Controlling the genetic background of experimental animals is a key issue for the efficiency and reliability of preclinical trials in biomedical research. Previous studies have shown that macaques, which are the most popular primates for biomedical research, harbor much higher genetic diversity than humans, even if they are collected from a limited area [8
]. Thus, high-quality whole-genome sequences of cynomolgus macaques are necessary for future biomedical studies in order to control and quantify differences in genetic backgrounds. In addition, many morphological and physiological differences have been reported between the macaque species, including behaviors, tail lengths, body sizes, and susceptibility to pathogens and drugs [34
]. Determining genetic differences between cynomolgus and rhesus macaques that contribute to phenotypic differences between them is an important subject for both biomedical and evolutionary research.

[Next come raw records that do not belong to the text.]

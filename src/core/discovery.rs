// wellmatrix - core/discovery.rs
//
// Depth-bounded folder listing for the group / subfolder / leaf hierarchy.
//
// Uses `walkdir` for traversal and reads directory entries only, never file
// contents. Hidden (dot-prefixed) entries are pruned via filter_entry so
// their subtrees are never visited.
//
// Per-entry I/O errors are non-fatal and collected as warnings; only an
// invalid root is an error.

use crate::core::model::PathNode;
use crate::util::constants;
use crate::util::error::DiscoveryError;
use std::path::Path;

/// List every non-hidden directory exactly `depth` levels below `root`.
///
/// Entries are sorted by name within each directory, so two scans of an
/// unchanged tree return the same order. Callers should still only rely on
/// index correspondence within the result of one call.
///
/// # Fatal errors
/// `RootNotFound`, `NotADirectory`, `PermissionDenied` for the root, and
/// `InvalidDepth` when `depth` is outside `1..=MAX_SCAN_DEPTH`.
pub fn scan(root: &Path, depth: usize) -> Result<(Vec<PathNode>, Vec<String>), DiscoveryError> {
    if !(1..=constants::MAX_SCAN_DEPTH).contains(&depth) {
        return Err(DiscoveryError::InvalidDepth {
            depth,
            max: constants::MAX_SCAN_DEPTH,
        });
    }

    check_root(root)?;

    tracing::debug!(root = %root.display(), depth, "Folder scan starting");

    let mut nodes: Vec<PathNode> = Vec::new();
    let mut warnings: Vec<String> = Vec::new();

    let walker = walkdir::WalkDir::new(root)
        .max_depth(depth)
        .follow_links(false)
        .sort_by_file_name()
        .into_iter()
        .filter_entry(|e| e.depth() == 0 || !is_hidden(e.file_name()));

    for entry_result in walker {
        let entry = match entry_result {
            Ok(e) => e,
            Err(e) => {
                let path_str = e
                    .path()
                    .map(|p| p.display().to_string())
                    .unwrap_or_else(|| "<unknown>".to_string());
                let msg = format!("Cannot access '{path_str}': {e}");
                tracing::debug!(warning = %msg, "Discovery warning");
                warnings.push(msg);
                continue;
            }
        };

        // min_depth is not used: entries it skips never reach filter_entry,
        // so hidden intermediate folders would not be pruned.
        if entry.depth() != depth || !entry.file_type().is_dir() {
            continue;
        }

        nodes.push(PathNode {
            path: entry.into_path(),
            depth,
        });
    }

    tracing::debug!(
        depth,
        folders = nodes.len(),
        warnings = warnings.len(),
        "Folder scan complete"
    );

    Ok((nodes, warnings))
}

/// Validate that `root` exists and is a directory.
///
/// Uses `fs::metadata()` rather than `Path::is_dir()` so that an
/// access-denied root is reported as such instead of as missing.
fn check_root(root: &Path) -> Result<(), DiscoveryError> {
    match std::fs::metadata(root) {
        Ok(meta) if meta.is_dir() => Ok(()),
        Ok(_) => Err(DiscoveryError::NotADirectory {
            path: root.to_path_buf(),
        }),
        Err(e) if e.kind() == std::io::ErrorKind::PermissionDenied => {
            Err(DiscoveryError::PermissionDenied {
                path: root.to_path_buf(),
                source: e,
            })
        }
        Err(_) => Err(DiscoveryError::RootNotFound {
            path: root.to_path_buf(),
        }),
    }
}

fn is_hidden(name: &std::ffi::OsStr) -> bool {
    name.to_str().is_some_and(|n| n.starts_with('.'))
}

#[cfg(test)]
mod tests {
    use super::*;
    use std::fs;
    use tempfile::TempDir;

    fn make_temp_tree() -> TempDir {
        let dir = tempfile::tempdir().expect("tempdir");
        let root = dir.path();

        for leaf in [
            "res_B/sub1/leafA",
            "res_A/sub1/leafA",
            "res_A/sub1/leafB",
            "res_A/sub2/leafC",
            ".hidden/sub/leaf",
            "res_A/.cache/leaf",
        ] {
            fs::create_dir_all(root.join(leaf)).expect("mkdir");
        }
        fs::write(root.join("notes.txt"), "not a folder").expect("write notes");
        fs::write(root.join("res_A/sub1/leafA/Results.csv"), "x").expect("write csv");

        dir
    }

    fn names(nodes: &[PathNode]) -> Vec<String> {
        nodes.iter().map(|n| n.name().to_string()).collect()
    }

    #[test]
    fn test_level_one_lists_groups_only() {
        let dir = make_temp_tree();
        let (nodes, warnings) = scan(dir.path(), 1).unwrap();
        assert_eq!(names(&nodes), vec!["res_A", "res_B"]);
        assert!(nodes.iter().all(|n| n.depth == 1));
        assert!(warnings.is_empty(), "unexpected warnings: {warnings:?}");
    }

    #[test]
    fn test_level_three_skips_hidden_subtrees() {
        let dir = make_temp_tree();
        let (nodes, _) = scan(dir.path(), 3).unwrap();
        let paths: Vec<_> = nodes
            .iter()
            .map(|n| n.path.strip_prefix(dir.path()).unwrap().to_path_buf())
            .collect();
        assert_eq!(paths.len(), 4, "got {paths:?}");
        assert!(paths
            .iter()
            .all(|p| !p.to_string_lossy().contains(".hidden") && !p.to_string_lossy().contains(".cache")));
    }

    #[test]
    fn test_files_are_not_listed() {
        let dir = make_temp_tree();
        let (nodes, _) = scan(dir.path(), 1).unwrap();
        assert!(!names(&nodes).contains(&"notes.txt".to_string()));
    }

    #[test]
    fn test_root_not_found() {
        let result = scan(Path::new("/nonexistent/path/wellmatrix"), 1);
        assert!(matches!(result, Err(DiscoveryError::RootNotFound { .. })));
    }

    #[test]
    fn test_root_not_a_directory() {
        let dir = tempfile::tempdir().unwrap();
        let file = dir.path().join("plain.txt");
        fs::write(&file, "content").unwrap();
        let result = scan(&file, 1);
        assert!(matches!(result, Err(DiscoveryError::NotADirectory { .. })));
    }

    #[test]
    fn test_depth_out_of_range() {
        let dir = tempfile::tempdir().unwrap();
        assert!(matches!(
            scan(dir.path(), 0),
            Err(DiscoveryError::InvalidDepth { .. })
        ));
        assert!(matches!(
            scan(dir.path(), 4),
            Err(DiscoveryError::InvalidDepth { .. })
        ));
    }
}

In this study, we have identified about 9.7 million SNVs between Malaysian cynomolgus and Indian rhesus macaques and 8.5 million SNVs between Malaysian and Vietnamese cynomolgus macaques. The total number of SNVs is much higher than that estimated in human genome resequencing studies (approximately 3 million). Although we cannot directly compare the number of SNVs determined with different platforms and different inference methods, the high level of genetic diversity within macaque species is in agreement with previous multi-locus sequencing studies using the Sanger method [8
] and with the whole-genome sequencing study using a different platform with a similar level of genome coverage [10
]. Despite the high level of genetic diversity within and between macaque species, the number of SNVs potentially responsible for species delimitation may be limited, partly owing to frequent gene flow between Indochinese cynomolgus and Chinese rhesus macaques. Only about 10% of SNVs were completely segregated between the two cynomolgus and two rhesus macaque genomes, which were further narrowed down to 60 nonsynonymous SNVs in drug- and immune-related genes.

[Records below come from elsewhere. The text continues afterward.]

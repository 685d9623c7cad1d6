// wellmatrix - app/mod.rs
//
// Application layer: run orchestration on top of core and platform.

pub mod run;
// wellmatrix - core/grouping.rs
//
// Assigns leaf folders to the group folder that contains them.
// Core layer: pure path logic, no filesystem access.

use crate::core::model::Group;
use std::path::{Path, PathBuf};

/// Result of assigning leaves to groups.
#[derive(Debug, Clone, Default)]
pub struct Grouping {
    /// One entry per group root, in the order the roots were given.
    pub groups: Vec<Group>,

    /// Leaves contained in no group root.
    pub orphans: Vec<PathBuf>,
}

/// Assign each leaf to the group root that is a proper, component-bounded
/// prefix of it.
///
/// `res_A` is not a prefix of `res_AB/...` because `Path::starts_with`
/// compares whole components. When roots are nested, the longest (most
/// specific) root wins, so a leaf is never counted twice. Leaf order within
/// a group follows the order of `leaves`.
pub fn group_leaves(groups: &[PathBuf], leaves: &[PathBuf]) -> Grouping {
    let mut result = Grouping {
        groups: groups
            .iter()
            .map(|root| Group {
                name: root_name(root),
                root: root.clone(),
                leaves: Vec::new(),
            })
            .collect(),
        orphans: Vec::new(),
    };

    for leaf in leaves {
        match owning_group(groups, leaf) {
            Some(idx) => result.groups[idx].leaves.push(leaf.clone()),
            None => {
                tracing::warn!(leaf = %leaf.display(), "Leaf folder belongs to no selected group");
                result.orphans.push(leaf.clone());
            }
        }
    }

    tracing::debug!(
        groups = result.groups.len(),
        leaves = leaves.len(),
        orphans = result.orphans.len(),
        "Leaf grouping complete"
    );

    result
}

/// Index of the most specific group root containing `leaf`.
fn owning_group(groups: &[PathBuf], leaf: &Path) -> Option<usize> {
    let mut candidates = groups
        .iter()
        .enumerate()
        .filter(|(_, root)| leaf != root.as_path() && leaf.starts_with(root));

    let first = candidates.next()?;
    let mut best = first;
    let mut ambiguous = false;
    for candidate in candidates {
        ambiguous = true;
        if candidate.1.components().count() > best.1.components().count() {
            best = candidate;
        }
    }

    if ambiguous {
        tracing::debug!(
            leaf = %leaf.display(),
            chosen = %best.1.display(),
            "Nested group roots; assigned leaf to the longest prefix"
        );
    }

    Some(best.0)
}

fn root_name(root: &Path) -> String {
    root.file_name()
        .map(|n| n.to_string_lossy().into_owned())
        .unwrap_or_else(|| root.display().to_string())
}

The number of nonsynonymous SNVs was also higher in macaques than in humans. Whereas about 10,000 nonsynonymous SNVs were segregated in humans, about 30,000 nonsynonymous SNVs were segregated within and between macaque species. Interestingly, the level of protein diversity relative to background genetic diversity in macaques was significantly smaller than that expected from human data. This difference is probably due to the large effective population size of macaques, which removes slightly deleterious mutations in populations with relatively better efficiency.

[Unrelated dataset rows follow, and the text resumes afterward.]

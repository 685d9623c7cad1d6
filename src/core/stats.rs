// wellmatrix - core/stats.rs
//
// Descriptive statistics per matrix column, ignoring NaN cells.

use crate::core::matrix::AggregationMatrix;
use crate::core::postprocess::percentile_sorted;
use serde::Serialize;

/// Summary of one group column.
#[derive(Debug, Clone, PartialEq, Serialize)]
pub struct ColumnSummary {
    pub group: String,
    /// Number of non-NaN cells.
    pub n: usize,
    pub mean: f64,
    pub median: f64,
    /// Sample standard deviation (n - 1). NaN when n < 2.
    pub std_dev: f64,
    /// Standard error of the mean. NaN when n < 2.
    pub sem: f64,
    pub min: f64,
    pub max: f64,
}

/// Summarise `column`. An empty or all-NaN column gives `n = 0` and NaN
/// statistics.
pub fn summarize_column(group: &str, column: &[f64]) -> ColumnSummary {
    let mut values: Vec<f64> = column.iter().copied().filter(|v| !v.is_nan()).collect();
    values.sort_by(f64::total_cmp);
    let n = values.len();

    if n == 0 {
        return ColumnSummary {
            group: group.to_string(),
            n,
            mean: f64::NAN,
            median: f64::NAN,
            std_dev: f64::NAN,
            sem: f64::NAN,
            min: f64::NAN,
            max: f64::NAN,
        };
    }

    let mean = values.iter().sum::<f64>() / n as f64;
    let (std_dev, sem) = if n > 1 {
        let var = values.iter().map(|v| (v - mean).powi(2)).sum::<f64>() / (n - 1) as f64;
        let sd = var.sqrt();
        (sd, sd / (n as f64).sqrt())
    } else {
        (f64::NAN, f64::NAN)
    };

    ColumnSummary {
        group: group.to_string(),
        n,
        mean,
        median: percentile_sorted(&values, 50.0),
        std_dev,
        sem,
        min: values[0],
        max: values[n - 1],
    }
}

/// One summary per matrix column, in column order.
pub fn summarize(matrix: &AggregationMatrix) -> Vec<ColumnSummary> {
    matrix
        .group_names()
        .iter()
        .zip(matrix.columns())
        .map(|(name, column)| summarize_column(name, column))
        .collect()
}

#[cfg(test)]
mod tests {
    use super::*;

    #[test]
    fn test_summary_ignores_nan() {
        let s = summarize_column("A", &[2.0, f64::NAN, 4.0, 6.0]);
        assert_eq!(s.n, 3);
        assert_eq!(s.mean, 4.0);
        assert_eq!(s.median, 4.0);
        assert_eq!(s.std_dev, 2.0);
        assert!((s.sem - 2.0 / 3f64.sqrt()).abs() < 1e-12);
        assert_eq!(s.min, 2.0);
        assert_eq!(s.max, 6.0);
    }

    #[test]
    fn test_summary_of_empty_column() {
        let s = summarize_column("empty", &[f64::NAN]);
        assert_eq!(s.n, 0);
        assert!(s.mean.is_nan() && s.median.is_nan());
    }

    #[test]
    fn test_single_value_has_no_spread() {
        let s = summarize_column("one", &[5.0]);
        assert_eq!(s.mean, 5.0);
        assert!(s.std_dev.is_nan());
    }

    #[test]
    fn test_summarize_follows_column_order() {
        let m = AggregationMatrix::build(&[
            ("A".to_string(), vec![1.0, 3.0]),
            ("B".to_string(), vec![10.0]),
        ])
        .unwrap();
        let summaries = summarize(&m);
        assert_eq!(summaries.len(), 2);
        assert_eq!(summaries[0].group, "A");
        assert_eq!(summaries[0].mean, 2.0);
        assert_eq!(summaries[1].n, 1);
    }
}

Although we found a considerable number of SNVs and indels with high mapping support, we should be careful of some aspects of the quality of the reference genome assembly. In the large indel analysis using the mate-pair libraries, ≥ 90% of large indels included repeat sequences in the genome, indicating that these are potential repeat regions for genome-size change. Unfortunately, because the data we obtained using the SOLiD platform are not suitable for de novo
assembly of a whole-genome sequence, we cannot conclude whether or not these hotspots are due to artifacts stemming from the reference genome quality. De novo
assembly of a whole mammalian genome sequence remains costly, but studies using multiple genomes with de novo
assembly would elucidate the complex pattern of genome-size changes [10
The demography of the Malaysian cynomolgus macaque reveals the complex history of macaque genomes. As geological and fossil evidence has suggested, ancestors of the cynomolgus macaque lived in Sundaland, which was created by sea-level lowering during the glacial period [17
]. The most recent population bottleneck around 20,000 years ago may correspond to the last glacial maximum, when average temperatures were 2 to 6°C lower than the present temperatures. The change in population size is possibly associated with admixture with the rhesus macaque, since their habitats were largely connected by the formation of Sundaland. However, it should be noted that the time estimation largely depends on the generation time parameter of macaques. If we adopt a longer generation time parameter - for example, 10 to 12 years as the median age of females giving offspring - the most recent bottleneck event would shift earlier, 33,000 to 40,000 years ago.